Problems show up when the fitout layout does not match the base building grid. If the landlord's system was sized for 1 person per 10 sqm, and your fitout packs in 1 per 5 sqm, you may need supplementary cooling. This adds cost and complexity. It also needs careful control so the base building system and your add-on do not fight each other.
Retail fitouts face different challenges. A clothing store may only need the base building system extended. A food tenancy needs kitchen exhaust, makeup air, and grease filtration. The exhaust volume from a commercial kitchen hood can be 1,000-3,000 L/s, which must be replaced with conditioned makeup air. This often exceeds the base building capacity and requires a separate outdoor air unit.

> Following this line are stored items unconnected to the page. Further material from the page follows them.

//! HTTP routes.
//!
//! Public endpoints live under `/api/{lang}` and `/api/public/{lang}`;
//! administration endpoints under `/api/admin`.

pub mod collections;
pub mod content;
pub mod feature_subscriptions;
pub mod health;
pub mod places;
pub mod public;
pub mod sites;

use axum::Router;
use axum::routing::get;
use surrealdb::Connection;
use tower_http::cors::CorsLayer;
use tower_http::trace::TraceLayer;

use crate::state::AppState;

/// Build the application router.
pub fn build_router<C: Connection>(state: AppState<C>) -> Router {
    Router::new()
        .route("/health", get(health::health_check::<C>))
        .merge(public::router())
        .nest("/api/admin", admin_routes())
        .layer(TraceLayer::new_for_http())
        .layer(CorsLayer::permissive())
        .with_state(state)
}

fn admin_routes<C: Connection>() -> Router<AppState<C>> {
    Router::new()
        .merge(sites::router())
        .merge(feature_subscriptions::router())
        .merge(places::router())
        .merge(content::router())
        .merge(collections::router())
}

The biggest risk in fitout HVAC is not checking the base building capacity early. If the central plant cannot support your loads, you find out too late. Request the base building services manual and mechanical drawings at the start of the project. Check the available cooling capacity, fresh air allocation, and any restrictions in the lease or building management rules.
Key Design Decisions
Base Building Connection vs Supplementary System
If the base building has enough capacity, connect to it. This is cheaper and simpler. If it does not, you need a supplementary split system, VRF, or dedicated outdoor air unit. Supplementary systems need their own controls, power supply, and condenser locations.
VAV vs Fan Coil Distribution
Variable Air Volume (VAV) boxes connect to the base building's central air handling unit. They adjust airflow to each zone based on demand. Fan coil units are standalone units on each floor or zone, fed by chilled water or refrigerant. VAV suits large open plan fitouts. Fan coils suit fitouts with many small rooms or zones.
Demand Control Ventilation
CO2 sensors in meeting rooms and high-occupancy zones reduce the outdoor air rate when rooms are empty. This cuts energy costs by 15-30% on the fresh air side. The outdoor air rate must still meet the 0.35 L/s per square metre floor minimum at all times (AS 1668.2:2024).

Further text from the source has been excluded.